_Task description:_
The entries that follow include a run beginning at the line with "Serializable error report" and ending at the line with "pub const CONFIG_ERROR: i32 = 3;"; restate that run word for word and leave the rest out.

_Entries supplied:_
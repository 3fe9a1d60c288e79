//! Structured errors with codes, context and recovery suggestions
//!
//! Every error carries:
//! - A numeric code grouped by category (1xxx general, 2xxx IO, 3xxx
//!   configuration, 6xxx validation)
//! - Optional context and a recovery suggestion
//! - A serializable report form for `--json` output

use infraplan_geo::{GeoError, GeoErrorCode};
use serde::{Deserialize, Serialize};
use std::fmt;
use thiserror::Error;

/// Error codes for programmatic error handling
#[allow(missing_docs)]
#[derive(Debug, Clone, Copy, PartialEq, Eq, Hash, Serialize, Deserialize)]
#[serde(rename_all = "SCREAMING_SNAKE_CASE")]
pub enum ErrorCode {
    // General errors (1xxx)
    Unknown = 1000,
    Internal = 1001,
    Timeout = 1003,

    // IO errors (2xxx)
    IoError = 2000,
    FileNotFound = 2001,
    PermissionDenied = 2002,

    // Configuration errors (3xxx)
    ConfigError = 3000,
    ConfigNotFound = 3001,
    ConfigParseError = 3002,
    ConfigValidationError = 3003,
    InvalidConfigValue = 3004,

    // Validation errors (6xxx)
    ValidationError = 6000,
    InvalidInput = 6001,
    InvalidFormat = 6002,
    ConstraintViolation = 6003,
    InvalidGeometry = 6004,
}

impl ErrorCode {
    /// Get the numeric code
    pub fn code(&self) -> u32 {
        *self as u32
    }

    /// Get a human-readable category
    pub fn category(&self) -> &'static str {
        match self.code() / 1000 {
            1 => "General",
            2 => "IO",
            3 => "Configuration",
            6 => "Validation",
            _ => "Unknown",
        }
    }

    /// Process exit code for this error's category
    pub fn exit_code(&self) -> i32 {
        match self.code() / 1000 {
            2 => exit_codes::IO_ERROR,
            3 => exit_codes::CONFIG_ERROR,
            6 => exit_codes::VALIDATION_ERROR,
            _ if *self == ErrorCode::Timeout => exit_codes::TIMEOUT,
            _ => exit_codes::FAILURE,
        }
    }
}

impl fmt::Display for ErrorCode {
    fn fmt(&self, f: &mut fmt::Formatter<'_>) -> fmt::Result {
        write!(f, "E{:04}", self.code())
    }
}

/// Main error type with rich context
#[derive(Error, Debug)]
pub struct Error {
    /// Error code for programmatic handling
    pub code: ErrorCode,
    /// Human-readable message
    pub message: String,
    /// Additional context
    pub context: Option<String>,
    /// Recovery suggestion
    pub suggestion: Option<String>,
    /// Source error
    #[source]
    pub source: Option<Box<dyn std::error::Error + Send + Sync>>,
}

impl fmt::Display for Error {
    fn fmt(&self, f: &mut fmt::Formatter<'_>) -> fmt::Result {
        write!(f, "[{}] {}", self.code, self.message)?;
        if let Some(ctx) = &self.context {
            write!(f, "\n  Context: {}", ctx)?;
        }
        if let Some(suggestion) = &self.suggestion {
            write!(f, "\n  Suggestion: {}", suggestion)?;
        }
        Ok(())
    }
}

impl Error {
    /// Create a new error
    pub fn new(code: ErrorCode, message: impl Into<String>) -> Self {
        Self {
            code,
            message: message.into(),
            context: None,
            suggestion: None,
            source: None,
        }
    }

    /// Add context to the error
    #[must_use]
    pub fn with_context(mut self, context: impl Into<String>) -> Self {
        self.context = Some(context.into());
        self
    }

    /// Add a recovery suggestion
    #[must_use]
    pub fn with_suggestion(mut self, suggestion: impl Into<String>) -> Self {
        self.suggestion = Some(suggestion.into());
        self
    }

    /// Add a source error
    #[must_use]
    pub fn with_source(mut self, source: impl std::error::Error + Send + Sync + 'static) -> Self {
        self.source = Some(Box::new(source));
        self
    }

    /// Convert to a serializable report
    pub fn to_report(&self) -> ErrorReport {
        ErrorReport {
            code: self.code,
            code_str: self.code.to_string(),
            category: self.code.category().to_string(),
            message: self.message.clone(),
            context: self.context.clone(),
            suggestion: self.suggestion.clone(),
            source: self.source.as_ref().map(ToString::to_string),
        }
    }

    /// Generic IO failure
    pub fn io(message: impl Into<String>) -> Self {
        Self::new(ErrorCode::IoError, message)
    }

    /// Missing input file
    pub fn file_not_found(path: impl AsRef<std::path::Path>) -> Self {
        Self::new(
            ErrorCode::FileNotFound,
            format!("File not found: {}", path.as_ref().display()),
        )
        .with_suggestion("Check that the file exists and you have read permissions")
    }

    /// Generic configuration failure
    pub fn config(message: impl Into<String>) -> Self {
        Self::new(ErrorCode::ConfigError, message)
    }

    /// Explicitly requested configuration file does not exist
    pub fn config_not_found(path: impl AsRef<std::path::Path>) -> Self {
        Self::new(
            ErrorCode::ConfigNotFound,
            format!("Configuration file not found: {}", path.as_ref().display()),
        )
        .with_suggestion("Create an infraplan.toml file or use --config to specify a path")
    }

    /// A configuration value is out of range
    pub fn invalid_config(field: &str, message: impl Into<String>) -> Self {
        Self::new(
            ErrorCode::InvalidConfigValue,
            format!("Invalid value for {}: {}", field, message.into()),
        )
    }

    /// Generic validation failure
    pub fn validation(message: impl Into<String>) -> Self {
        Self::new(ErrorCode::ValidationError, message)
    }

    /// Malformed user input
    pub fn invalid_input(message: impl Into<String>) -> Self {
        Self::new(ErrorCode::InvalidInput, message)
    }
}

/// Serializable error report for logging and `--json` output
#[allow(missing_docs)]
#[derive(Debug, Clone, Serialize, Deserialize)]
pub struct ErrorReport {
    pub code: ErrorCode,
    pub code_str: String,
    pub category: String,
    pub message: String,
    #[serde(skip_serializing_if = "Option::is_none")]
    pub context: Option<String>,
    #[serde(skip_serializing_if = "Option::is_none")]
    pub suggestion: Option<String>,
    #[serde(skip_serializing_if = "Option::is_none")]
    pub source: Option<String>,
}

/// Result type alias
pub type Result<T> = std::result::Result<T, Error>;

/// Exit codes for CLI commands
#[allow(missing_docs)]
pub mod exit_codes {
    pub const SUCCESS: i32 = 0;
    pub const FAILURE: i32 = 1;
    pub const VALIDATION_ERROR: i32 = 2;
    pub const CONFIG_ERROR: i32 = 3;
    pub const IO_ERROR: i32 = 4;
    pub const BACKEND_UNAVAILABLE: i32 = 5;
    pub const TIMEOUT: i32 = 124;
}

impl From<std::io::Error> for Error {
    fn from(err: std::io::Error) -> Self {
        let code = match err.kind() {
            std::io::ErrorKind::NotFound => ErrorCode::FileNotFound,
            std::io::ErrorKind::PermissionDenied => ErrorCode::PermissionDenied,
            _ => ErrorCode::IoError,
        };
        Error::new(code, err.to_string()).with_source(err)
    }
}

impl From<serde_json::Error> for Error {
    fn from(err: serde_json::Error) -> Self {
        Error::new(ErrorCode::InvalidFormat, format!("JSON parse error: {}", err))
            .with_source(err)
    }
}

impl From<toml::de::Error> for Error {
    fn from(err: toml::de::Error) -> Self {
        Error::new(ErrorCode::ConfigParseError, format!("TOML parse error: {}", err))
            .with_source(err)
    }
}

impl From<GeoError> for Error {
    fn from(err: GeoError) -> Self {
        let geo_code = err.code();
        let code = match geo_code {
            GeoErrorCode::InvalidBoundingBox
            | GeoErrorCode::InvalidCellSize
            | GeoErrorCode::InvalidScale
            | GeoErrorCode::InvalidResolution
            | GeoErrorCode::InvalidCoordinate => ErrorCode::InvalidInput,
            GeoErrorCode::InvalidGeoJson | GeoErrorCode::InvalidWkt | GeoErrorCode::JsonParsing => {
                ErrorCode::InvalidFormat
            }
            GeoErrorCode::EmptyRing => ErrorCode::InvalidGeometry,
        };
        Error::new(code, err.to_string())
            .with_context(format!("geo error {}", geo_code as u32))
            .with_source(err)
    }
}

/// Extension trait for adding context to Results
pub trait ResultExt<T> {
    /// Attach context to the error, if any
    fn context(self, context: impl Into<String>) -> Result<T>;
    /// Attach a recovery suggestion to the error, if any
    fn with_suggestion(self, suggestion: impl Into<String>) -> Result<T>;
}

impl<T, E: Into<Error>> ResultExt<T> for std::result::Result<T, E> {
    fn context(self, context: impl Into<String>) -> Result<T> {
        self.map_err(|e| e.into().with_context(context))
    }

    fn with_suggestion(self, suggestion: impl Into<String>) -> Result<T> {
        self.map_err(|e| e.into().with_suggestion(suggestion))
    }
}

_Written response:_
/// Serializable error report for logging and `--json` output
#[allow(missing_docs)]
#[derive(Debug, Clone, Serialize, Deserialize)]
pub struct ErrorReport {
    pub code: ErrorCode,
    pub code_str: String,
    pub category: String,
    pub message: String,
    #[serde(skip_serializing_if = "Option::is_none")]
    pub context: Option<String>,
    #[serde(skip_serializing_if = "Option::is_none")]
    pub suggestion: Option<String>,
    #[serde(skip_serializing_if = "Option::is_none")]
    pub source: Option<String>,
}

/// Result type alias
pub type Result<T> = std::result::Result<T, Error>;

/// Exit codes for CLI commands
#[allow(missing_docs)]
pub mod exit_codes {
    pub const SUCCESS: i32 = 0;
    pub const FAILURE: i32 = 1;
    pub const VALIDATION_ERROR: i32 = 2;
    pub const CONFIG_ERROR: i32 = 3;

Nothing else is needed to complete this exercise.